Dentro sólo había una única y gran sala. Olía a viejo. Lo sorprendente es que dentro había una vieja bombilla que apenas iluminaba toda la sala, dejándola casi en penumbra. Aún más le sorprendió que dentro hubiera alguien. Había mucha gente, a decir verdad. Sin embargo, nada comparado con la gente que vivía bajo aquella cúpula de aire contaminado que había fuera. Fue recorriendo excitado la sala, al fin veía la Casa de las Preguntas por dentro. Todas las paredes llenas de ilustres personajes encajados en marcos de diversos materiales. Gente mirando los cuadros y hablando de ellos y otros tantos manteniendo limpios los cuadros. El joven viajero sonreía, era un lugar maravilloso. 

Fue recorriendo los cuadros hasta que un desafortunado comentario llegó hasta él. Era sobre un cuadro. El tipo que lo dijo parecía ser un maestro en aquel cuadro, pero afirmaba no saber sobre ningún otro. Siguió hablando y el joven se dio cuenta de que era alguien que jamás se había hecho preguntas, sino que había puesto un pedestal muy alto en sus valores con el pensamiento del tipo que figuraba en el cuadro. Casi por accidente escuchó a otro supuesto maestro hablar a unos alumnos con los ojos abiertos como platos, y lo que hacía era ignorar todo cuadro y ponerse a sí mismo como modelo a seguir mientras sentía una gran excitación espiritual. Más allá, otro que también parecía afirmar ser maestro enseñaba rápidamente todos los cuadros a sus alumnos, y hablaba de ellos como si fueran un simple catálogo de consumo. El joven, que acababa de entrar en la Casa de las Preguntas, entendió que todos aquellos no seguían el camino apropiado. 

Su frustración aumentó más cuando, al pasar junto a los que creía que restauraban cuadros, observó que lo que desesperadamente intentaban era pegar fotos de su propio rostro en la pared. Todos eran aduladores de la estructura, todos querían ser un cuadro más entre aquellos. Pero, según pudo comprobar, el último cuadro colocado legítimamente por la mano de la Historia databa de hacía tanto que sus propios abuelos no habrían podido conocer. El joven se sintió como un médico que había diagnosticado la enfermedad de su paciente, como el arquitecto que ve dañada una estructura. Algo fallaba, pero, ¿qué?

Corrió durante horas, buscando bajo las alfombras, analizando todo cuanto en aquella sala había. Y no encontró nada. Se sentó, abatido, en un rincón. Sumido en un profundo pensamiento, tanto que algunos supuestos maestros empezaron a hablar de aquella estatua humana que llevaba ahí tanto tiempo, se vio sobresaltado por un golpe al fondo de la sala. Un cuadro se había caído. El cuadro había sido colocado a duras penas en su día y ahora estaba tan olvidado que nadie se había ocupado de su mantenimiento. El rostro era de Crátilo, pero podría ser de cualquier otro. La gravedad es la misma para todos los cuadros. 

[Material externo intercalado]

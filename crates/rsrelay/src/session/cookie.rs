//! Auth-cookie renewal.
//!
//! The remote API rotates its auth cookie on responses. Renewal is a separate,
//! explicit step: the gateway extracts the renewed cookie from the response
//! headers and then applies it to the session.

use chrono::{DateTime, Duration, Utc};
use reqwest::header::{HeaderMap, SET_COOKIE};

use super::Session;

/// A renewed auth cookie found on a response.
#[derive(Debug, Clone, PartialEq, Eq)]
pub struct RenewedCookie {
    pub value: String,
    /// Absent when the cookie carried neither `Max-Age` nor a parseable `Expires`.
    pub expires_at: Option<DateTime<Utc>>,
}

/// Find the auth cookie named `cookie_name` among the `Set-Cookie` headers.
///
/// Empty values (cookie deletion) are not treated as renewals. When several
/// headers set the cookie, the last one wins. `Max-Age` takes precedence over
/// `Expires`.
pub fn extract_renewed_cookie(
    headers: &HeaderMap,
    cookie_name: &str,
    now: DateTime<Utc>,
) -> Option<RenewedCookie> {
    headers
        .get_all(SET_COOKIE)
        .iter()
        .filter_map(|value| value.to_str().ok())
        .filter_map(|raw| parse_set_cookie(raw, cookie_name, now))
        .last()
}

/// Overwrite the session's cookie (and expiry, when the cookie carries one).
pub fn apply_renewal(session: &mut Session, renewed: RenewedCookie) {
    session.auth_cookie = Some(renewed.value);
    if let Some(expires_at) = renewed.expires_at {
        session.expires_at = Some(expires_at);
    }
}

fn parse_set_cookie(raw: &str, cookie_name: &str, now: DateTime<Utc>) -> Option<RenewedCookie> {
    let mut parts = raw.split(';');
    let (name, value) = parts.next()?.split_once('=')?;
    if name.trim() != cookie_name {
        return None;
    }

    let value = value.trim().trim_matches('"');
    if value.is_empty() {
        return None;
    }

    let mut expires = None;
    let mut max_age = None;
    for attr in parts {
        let (key, val) = attr.split_once('=').unwrap_or((attr, ""));
        let val = val.trim();
        match key.trim().to_ascii_lowercase().as_str() {
            "expires" => expires = parse_cookie_date(val),
            "max-age" => max_age = val.parse::<i64>().ok(),
            _ => {}
        }
    }

    let expires_at = match max_age {
        Some(secs) => Some(now + Duration::seconds(secs)),
        None => expires,
    };

    Some(RenewedCookie {
        value: value.to_string(),
        expires_at,
    })
}

/// Parse a cookie `Expires` date (`Wed, 21 Oct 2015 07:28:00 GMT`, or the
/// legacy dashed `Wed, 21-Oct-2015 07:28:00 GMT`).
fn parse_cookie_date(value: &str) -> Option<DateTime<Utc>> {
    DateTime::parse_from_rfc2822(value)
        .or_else(|_| DateTime::parse_from_rfc2822(&value.replace('-', " ")))
        .ok()
        .map(|dt| dt.with_timezone(&Utc))
}
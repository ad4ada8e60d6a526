//! Relay error types.

use reqwest::StatusCode;
use thiserror::Error;

/// Errors surfaced by the gateway, the stream relay and everything built on them.
///
/// Transport failures never escape as raw `reqwest` errors to callers of the
/// caller surface; they are reported through [`RelayError::kind`].
#[derive(Debug, Error)]
pub enum RelayError {
    /// The session has no expiry or it lies in the past. No network I/O happened.
    #[error("remote session has expired")]
    SessionExpired,

    /// The session holds no auth cookie to attach.
    #[error("remote auth cookie missing from session")]
    AuthCookieMissing,

    /// The remote API answered with a non-success status.
    #[error("upstream error (status {status}): {message}")]
    Upstream { status: u16, message: String },

    /// Connecting to or reading from the remote API failed (including timeouts).
    #[error("upstream request failed: {0}")]
    Transport(#[from] reqwest::Error),

    /// The remote API answered with a body that does not have the expected shape.
    #[error("malformed response: {0}")]
    MalformedResponse(String),

    /// A download path could not be turned into a remote URL.
    #[error("invalid url: {0}")]
    InvalidUrl(String),

    /// The remote API accepted a write but reported an application error.
    #[error("{0}")]
    Rejected(String),
}

impl RelayError {
    /// Stable, machine-readable error kind.
    pub fn kind(&self) -> &'static str {
        match self {
            Self::SessionExpired => "session_expired",
            Self::AuthCookieMissing => "auth_cookie_missing",
            Self::Upstream { .. } | Self::Transport(_) => "upstream_error",
            Self::MalformedResponse(_) => "malformed_response",
            Self::InvalidUrl(_) => "invalid_url",
            Self::Rejected(_) => "rejected",
        }
    }

    /// HTTP status reported to callers for this error. Never a success status.
    pub fn status_code(&self) -> StatusCode {
        match self {
            Self::SessionExpired | Self::AuthCookieMissing => StatusCode::UNAUTHORIZED,
            Self::Transport(e) if e.is_timeout() => StatusCode::GATEWAY_TIMEOUT,
            Self::Upstream { .. } | Self::Transport(_) | Self::MalformedResponse(_) => {
                StatusCode::BAD_GATEWAY
            }
            Self::InvalidUrl(_) => StatusCode::BAD_REQUEST,
            Self::Rejected(_) => StatusCode::UNPROCESSABLE_ENTITY,
        }
    }

    /// True for failures of the remote API itself (status or transport).
    pub fn is_upstream(&self) -> bool {
        matches!(self, Self::Upstream { .. } | Self::Transport(_))
    }
}

#[cfg(test)]
mod tests {
    use super::*;

    #[test]
    fn kinds_are_stable() {
        assert_eq!(RelayError::SessionExpired.kind(), "session_expired");
        assert_eq!(RelayError::AuthCookieMissing.kind(), "auth_cookie_missing");
        assert_eq!(
            RelayError::Upstream {
                status: 500,
                message: "boom".to_string()
            }
            .kind(),
            "upstream_error"
        );
        assert_eq!(
            RelayError::MalformedResponse("x".to_string()).kind(),
            "malformed_response"
        );
    }

    #[test]
    fn status_codes_are_never_success() {
        let errors = [
            RelayError::SessionExpired,
            RelayError::AuthCookieMissing,
            RelayError::Upstream {
                status: 404,
                message: "not found".to_string(),
            },
            RelayError::MalformedResponse("x".to_string()),
            RelayError::InvalidUrl("x".to_string()),
            RelayError::Rejected("x".to_string()),
        ];
        for err in errors {
            assert!(!err.status_code().is_success(), "{err:?}");
        }
    }

    #[test]
    fn display_includes_upstream_status() {
        let err = RelayError::Upstream {
            status: 503,
            message: "maintenance".to_string(),
        };
        assert_eq!(err.to_string(), "upstream error (status 503): maintenance");
        assert!(err.is_upstream());
        assert!(!RelayError::SessionExpired.is_upstream());
    }
}
//! RFC 9457 problem details responses.

use axum::Json;
use axum::http::{StatusCode, header};
use axum::response::{IntoResponse, Response};
use serde::Serialize;

use crate::gateway::RelayError;

const CONTENT_TYPE: &str = "application/problem+json";

#[derive(Debug, Serialize)]
pub struct ProblemDetails {
    #[serde(rename = "type")]
    pub problem_type: String,
    pub title: String,
    pub status: u16,
    #[serde(skip_serializing_if = "Option::is_none")]
    pub detail: Option<String>,
}

impl ProblemDetails {
    pub fn new(status: StatusCode, problem_type: &str, detail: impl Into<String>) -> Self {
        Self {
            problem_type: format!("urn:rsrelay:problem:{problem_type}"),
            title: status.canonical_reason().unwrap_or("Error").to_string(),
            status: status.as_u16(),
            detail: Some(detail.into()),
        }
    }
}

impl IntoResponse for ProblemDetails {
    fn into_response(self) -> Response {
        let status = StatusCode::from_u16(self.status).unwrap_or(StatusCode::INTERNAL_SERVER_ERROR);
        (status, [(header::CONTENT_TYPE, CONTENT_TYPE)], Json(self)).into_response()
    }
}

pub fn bad_request(detail: impl Into<String>) -> ProblemDetails {
    ProblemDetails::new(StatusCode::BAD_REQUEST, "bad_request", detail)
}

pub fn unprocessable(detail: impl Into<String>) -> ProblemDetails {
    ProblemDetails::new(StatusCode::UNPROCESSABLE_ENTITY, "rejected", detail)
}

/// Problem response for a failed relay operation, typed by its error kind.
pub fn from_relay_error(err: &RelayError) -> ProblemDetails {
    ProblemDetails::new(err.status_code(), err.kind(), err.to_string())
}

#[cfg(test)]
mod tests {
    use super::*;

    #[test]
    fn relay_errors_keep_kind_and_status() {
        let problem = from_relay_error(&RelayError::SessionExpired);
        assert_eq!(problem.status, 401);
        assert_eq!(problem.title, "Unauthorized");
        assert_eq!(problem.problem_type, "urn:rsrelay:problem:session_expired");
    }

    #[test]
    fn response_uses_problem_content_type() {
        let response = bad_request("missing term").into_response();
        assert_eq!(response.status(), StatusCode::BAD_REQUEST);
        assert_eq!(response.headers()[header::CONTENT_TYPE], CONTENT_TYPE);
    }
}
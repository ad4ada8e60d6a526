use axum::extract::{Path, State};
use axum::response::Response;

use crate::handlers::scope::SessionScope;
use crate::server::AppState;

/// GET /api/v1/download/{*path}
///
/// The session is saved once the upstream headers are in; the body keeps
/// streaming after the handler returns.
pub async fn download(
    State(state): State<AppState>,
    mut scope: SessionScope,
    Path(path): Path<String>,
) -> Response {
    let response = state.relay.stream_download(scope.session(), &path).await;
    scope.finish().await;
    response
}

Entonces, en ese instante, el joven viajero que había acudido a la Casa de las Preguntas a hacerse un hombre con la sabiduría de un anciano y los interrogantes de un niño, encontró dónde descansaba la solución y el problema. Las alcayatas. Todos mirando cuadros y paredes pintadas mientras la casa se les viene encima, cuando la clave para que la Casa de las preguntas está en las alcayatas. Las alcayatas unen a un problema con su tiempo, y a un pensador con la realidad.